Les Juifs et les dynasties marocaines
Quand Idriss Ier entreprit de fonder Fès, en 808, il y trouva des Juifs, avec des Berbères islamisés, des Chrétiens et des Zoroastriens. « Ils étaient nombreux […] comme le prouve le montant des sommes qu’ils payaient au titre de la Djizya. » [16] C’est d’ailleurs sous son règne que la communauté juive enregistra le taux de conversion le plus élevé de l’histoire du Maroc[17]. De nombreuses familles juives vinrent par la suite, sur invitation d’Idriss II, s’installer dans la nouvelle capitale.
Sous le règne des Almoravides (1071-1142), Fès continua à être un centre florissant reconnu dans le domaine des sciences et des lettres chez les Musulmans comme chez les Juifs. L’arrivée des Almohades au XIIe (1145-1248) inaugura une période de persécutions pour les Juifs. Beaucoup furent contraints de se convertir à l’Islam, d’autres se réfugièrent dans les régions montagneuses du sud. Les Almohades leur imposèrent le port de vêtements larges et distinctifs de couleur bleue rehaussés par le jaune vif d’un châle servant à se couvrir la tête. Les portes et fenêtres des maisons devaient être de couleur bleue[18]. D’autres choisirent l’exil vers l’Andalousie, réputée être plus clémente.
Les Mérinides succédèrent aux Almohades et furent nettement plus tolérants (1244-1465). Les Juifs se verront confier des postes importants : ministres et ambassadeurs. Un grand nombre de réfugiés juifs d’Espagne s’installèrent au Maroc, surtout après les événements tumultueux de 1431, lorsque la péninsule ibérique connut des émeutes antijuives. Haroun Ibn Batash fut l’un de ces Juifs dont le dernier Sultan mérinide Abdelhak « fit son familier et son intime, au point que le Royaume passa entre ses mains ». [19]
Les Wattassides régnèrent sur le Maroc de 1471 à 1549. C’est à leur époque que l’Andalousie fut entièrement reconquise par les Chrétiens et que Grenade fut vaincue. Le 31 mars 1492, par un édit d’Expulsion, les Rois catholiques annoncèrent que tous les Juifs devraient quitter l’Espagne dans un délai de quatre mois. S’en est suivi un afflux massif vers le Maroc d’Andalous musulmans et juifs pourchassés par l’Inquisition et le risque de conversion forcée au christianisme.
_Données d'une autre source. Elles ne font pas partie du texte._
//! Folder scan and category filter.
//!
//! Lists one folder (non-recursively), classifies each file through the
//! category table, and groups the matches per category. Files that classify
//! as `Other` are left out of the listing entirely, as are subdirectories.

use std::fs;
use std::path::{Path, PathBuf};

use tracing::debug;

use crate::error::EngineError;
use crate::model::{FileCategory, CATEGORY_TABLE};

/// Files of one category found during a scan.
#[derive(Debug, Clone)]
pub struct CategoryGroup {
    pub category: FileCategory,
    pub folder: &'static str,
    pub files: Vec<PathBuf>,
}

/// Scan result: one group per category, in table order, possibly empty.
#[derive(Debug, Clone)]
pub struct FolderListing {
    pub groups: Vec<CategoryGroup>,
}

impl FolderListing {
    pub fn total_files(&self) -> usize {
        self.groups.iter().map(|g| g.files.len()).sum()
    }

    pub fn is_empty(&self) -> bool {
        self.total_files() == 0
    }
}

/// Scan `folder` and group its files by category.
///
/// `name_filter` keeps only files whose name contains the given text,
/// case-insensitively. Output is name-sorted for stable display.
pub fn scan_folder(folder: &Path, name_filter: Option<&str>) -> Result<FolderListing, EngineError> {
    let mut groups: Vec<CategoryGroup> = CATEGORY_TABLE
        .iter()
        .map(|rule| CategoryGroup {
            category: rule.category,
            folder: rule.folder,
            files: Vec::new(),
        })
        .collect();

    let read = fs::read_dir(folder).map_err(|e| EngineError::FolderRead {
        path: folder.to_path_buf(),
        source: e,
    })?;

    let mut files = Vec::new();
    for entry in read {
        let entry = entry.map_err(|e| EngineError::FolderRead {
            path: folder.to_path_buf(),
            source: e,
        })?;
        let path = entry.path();
        if path.is_file() {
            files.push(path);
        }
    }
    files.sort();

    let needle = name_filter.map(str::to_lowercase);
    for path in files {
        if let Some(needle) = &needle {
            let name = path
                .file_name()
                .map(|n| n.to_string_lossy().to_lowercase())
                .unwrap_or_default();
            if !name.contains(needle.as_str()) {
                continue;
            }
        }
        let category = FileCategory::from_path(&path);
        if let Some(group) = groups.iter_mut().find(|g| g.category == category) {
            group.files.push(path);
        }
    }

    let listing = FolderListing { groups };
    debug!(
        folder = %folder.display(),
        files = listing.total_files(),
        "scanned folder"
    );
    Ok(listing)
}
La dynastie des Saadiens prit naissance au XVIe siècle (1554-1659). La communauté juive établie dans le Royaume fut bien traitée. Certains Juifs accédèrent à des fonctions importantes à la Cour. La mort du quatrième Sultan, Abdellah Al-Ghalib, en 1574, ouvrit une guerre de succession de quatre années. Le nouveau Sultan Ahmed El Mansour (1578-1603) eut de très bonnes relations avec les Juifs. À sa mort, une nouvelle période d’instabilité sur fond de guerre de succession accompagnée de persécutions s’installa.
L’anarchie marqua la fin de la période saadienne, favorisant l’avènement des Alaouites (1659). La tradition des conseillers et des diplomates juifs reprit. Moulay Ismail, deuxième roi alaouite, eut des relations extrêmement bienveillantes envers les Juifs. Sa mort fut suivie de trente années de désordre dont les Juifs payèrent les frais. Le Roi Sidi Mohammed III rétablit l’ordre et régna jusqu’en 1790. C’est sous son règne que fut fondée Mogador vers 1760, une ville sacrée pour les Juifs marocains. Le règne de Moulay Eliazid fut une période néfaste pour les Juifs.
Puis il y eut une longue période de paix sous Moulay Slimane. Le règne de Moulay Abderrahmane Ben Hicham fut aussi favorable aux Juifs. Le Sultan Mohammed IV lui succéda en 1859. Le 5 février 1864, il promulgua un Dahir favorable aux Juifs. Hassan Ier annula, en 1887, une dette que la communauté de Marrakech avait contractée avec le gouvernement en 1879 et fit construire à ses frais un nouveau Mellah (quartier juif) à Damnât. Il accorda des terrains pour agrandir le Mellah de Casablanca. À sa mort en 1894, son successeur Moulay Abdel-aziz garantit solennellement les droits des Juifs dans un édit royal célèbre. Après sa disparition, Jilali Zerhouni, dit Bouhmara, se proclama Sultan à Taza. Dans son hostilité à Moulay Abdelaziz, il s’en prit aux Juifs proches du défunt Sultan.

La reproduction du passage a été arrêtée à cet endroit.